### What you have to do:
Reproduce every entry exactly as written.

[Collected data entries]
□ □ □ □

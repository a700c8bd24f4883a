//! Categorical label encoding.

use std::cmp::Ordering;
use std::collections::HashMap;

use crate::data::{Value, ValueKind};
use crate::errors::PreprocessError;
use crate::types::{LabelCode, RowId};

/// Maps each distinct raw label to a dense code in `[0, K)`, assigned in
/// sorted label order.
///
/// Integral floats and the matching integers are one label (`1.0` and `1`),
/// so tables typed differently on load still share codes.
#[derive(Clone, Debug, Default)]
pub struct LabelEncoder {
    classes: Vec<Value>,
    codes: HashMap<Value, LabelCode>,
}

impl LabelEncoder {
    /// Fit an encoder on `(row id, label)` pairs.
    ///
    /// Numeric labels sort numerically and text labels by code point. A
    /// missing label or a mix of text and numeric labels is an error. The
    /// first raw value seen for a label is kept as its class.
    pub fn fit<'a, I>(labels: I) -> Result<Self, PreprocessError>
    where
        I: IntoIterator<Item = (RowId, &'a Value)>,
    {
        let mut distinct: HashMap<Value, &Value> = HashMap::new();
        let mut first_kind: Option<ValueKind> = None;
        for (row, value) in labels {
            let kind = value.kind();
            if kind == ValueKind::Null {
                return Err(PreprocessError::MissingLabel { row });
            }
            match first_kind {
                None => first_kind = Some(kind),
                Some(seen) if is_text(seen) != is_text(kind) => {
                    return Err(PreprocessError::MixedLabelKinds {
                        first: seen.as_str(),
                        second: kind.as_str(),
                    });
                }
                Some(_) => {}
            }
            distinct.entry(label_key(value)).or_insert(value);
        }

        let mut classes: Vec<Value> = distinct.into_values().cloned().collect();
        classes.sort_by(compare_labels);
        let codes = classes
            .iter()
            .enumerate()
            .map(|(code, value)| (label_key(value), code as LabelCode))
            .collect();
        Ok(Self { classes, codes })
    }

    /// Code for `value`, or `UnknownLabel` if it was not seen during fit.
    pub fn transform(&self, value: &Value) -> Result<LabelCode, PreprocessError> {
        self.codes
            .get(&label_key(value))
            .copied()
            .ok_or_else(|| PreprocessError::UnknownLabel {
                label: value.to_string(),
            })
    }

    /// Raw label for `code`.
    pub fn inverse(&self, code: LabelCode) -> Option<&Value> {
        usize::try_from(code).ok().and_then(|idx| self.classes.get(idx))
    }

    /// Distinct labels in code order.
    pub fn classes(&self) -> &[Value] {
        &self.classes
    }

    /// Number of classes.
    pub fn len(&self) -> usize {
        self.classes.len()
    }

    /// True when fit saw no labels.
    pub fn is_empty(&self) -> bool {
        self.classes.is_empty()
    }
}

fn is_text(kind: ValueKind) -> bool {
    kind == ValueKind::Text
}

// Lookup key: integral floats within `i64` range collapse onto `Int`.
fn label_key(value: &Value) -> Value {
    match *value {
        Value::Float(float)
            if float.fract() == 0.0 && float >= i64::MIN as f64 && float < i64::MAX as f64 =>
        {
            Value::Int(float as i64)
        }
        _ => value.clone(),
    }
}

// Only called on non-null labels of one family (all text or all numeric).
fn compare_labels(left: &Value, right: &Value) -> Ordering {
    match (left, right) {
        (Value::Text(a), Value::Text(b)) => a.cmp(b),
        (Value::Int(a), Value::Int(b)) => a.cmp(b),
        (Value::Float(a), Value::Float(b)) => a.total_cmp(b),
        (Value::Int(a), Value::Float(b)) => (*a as f64).total_cmp(b).then(Ordering::Less),
        (Value::Float(a), Value::Int(b)) => a.total_cmp(&(*b as f64)).then(Ordering::Greater),
        _ => left.kind().as_str().cmp(right.kind().as_str()),
    }
}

□ □ □ □

### Result of the exercise:
repository a700c8bd24f4883a
//! Categorical label encoding.

use std::cmp::Ordering;
use std::collections::HashMap;

use crate::data::{Value, ValueKind};
use crate::errors::PreprocessError;
use crate::types::{LabelCode, RowId};

/// Maps each distinct raw label to a dense code in `[0, K)`, assigned in
/// sorted label order.
///
/// Integral floats and the matching integers are one label (`1.0` and `1`),
/// so tables typed differently on load still share codes.
#[derive(Clone, Debug, Default)]
pub struct LabelEncoder {
    classes: Vec<Value>,
    codes: HashMap<Value, LabelCode>,
}

impl LabelEncoder {
    /// Fit an encoder on `(row id, label)` pairs.
    ///
    /// Numeric labels sort numerically and text labels by code point. A
    /// missing label or a mix of text and numeric labels is an error. The
    /// first raw value seen for a label is kept as its class.
    pub fn fit<'a, I>(labels: I) -> Result<Self, PreprocessError>
    where
        I: IntoIterator<Item = (RowId, &'a Value)>,
    {
        let mut distinct: HashMap<Value, &Value> = HashMap::new();
        let mut first_kind: Option<ValueKind> = None;
        for (row, value) in labels {
            let kind = value.kind();
            if kind == ValueKind::Null {
                return Err(PreprocessError::MissingLabel { row });
            }
            match first_kind {
                None => first_kind = Some(kind),
                Some(seen) if is_text(seen) != is_text(kind) => {
                    return Err(PreprocessError::MixedLabelKinds {
                        first: seen.as_str(),
                        second: kind.as_str(),
                    });
                }
                Some(_) => {}
            }
            distinct.entry(label_key(value)).or_insert(value);
        }

        let mut classes: Vec<Value> = distinct.into_values().cloned().collect();
        classes.sort_by(compare_labels);
        let codes = classes
            .iter()
            .enumerate()
            .map(|(code, value)| (label_key(value), code as LabelCode))
            .collect();
        Ok(Self { classes, codes })
    }

    /// Code for `value`, or `UnknownLabel` if it was not seen during fit.
    pub fn transform(&self, value: &Value) -> Result<LabelCode, PreprocessError> {
        self.codes
            .get(&label_key(value))
            .copied()
            .ok_or_else(|| PreprocessError::UnknownLabel {
                label: value.to_string(),
            })
    }

    /// Raw label for `code`.
    pub fn inverse(&self, code: LabelCode) -> Option<&Value> {
        usize::try_from(code).ok().and_then(|idx| self.classes.get(idx))
    }

    /// Distinct labels in code order.
    pub fn classes(&self) -> &[Value] {
        &self.classes
    }

    /// Number of classes.
    pub fn len(&self) -> usize {
        self.classes.len()
    }

    /// True when fit saw no labels.
    pub fn is_empty(&self) -> bool {
        self.classes.is_empty()
    }
}

fn is_text(kind: ValueKind) -> bool {
    kind == ValueKind::Text
}

// Lookup key: integral floats within `i64` range collapse onto `Int`.
fn label_key(value: &Value) -> Value {
    match *value {
        Value::Float(float)
            if float.fract() == 0.0 && float >= i64::MIN as f64 && float < i64::MAX as f64 =>
        {
            Value::Int(float as i64)
        }
        _ => value.clone(),
    }
}

// Only called on non-null labels of one family (all text or all numeric).
fn compare_labels(left: &Value, right: &Value) -> Ordering {
    match (left, right) {
        (Value::Text(a), Value::Text(b)) => a.cmp(b),
        (Value::Int(a), Value::Int(b)) => a.cmp(b),
        (Value::Float(a), Value::Float(b)) => a.total_cmp(b),
        (Value::Int(a), Value::Float(b)) => (*a as f64).total_cmp(b).then(Ordering::Less),
        (Value::Float(a), Value::Int(b)) => a.total_cmp(&(*b as f64)).then(Ordering::Greater),
        _ => left.kind().as_str().cmp(right.kind().as_str()),
    }
}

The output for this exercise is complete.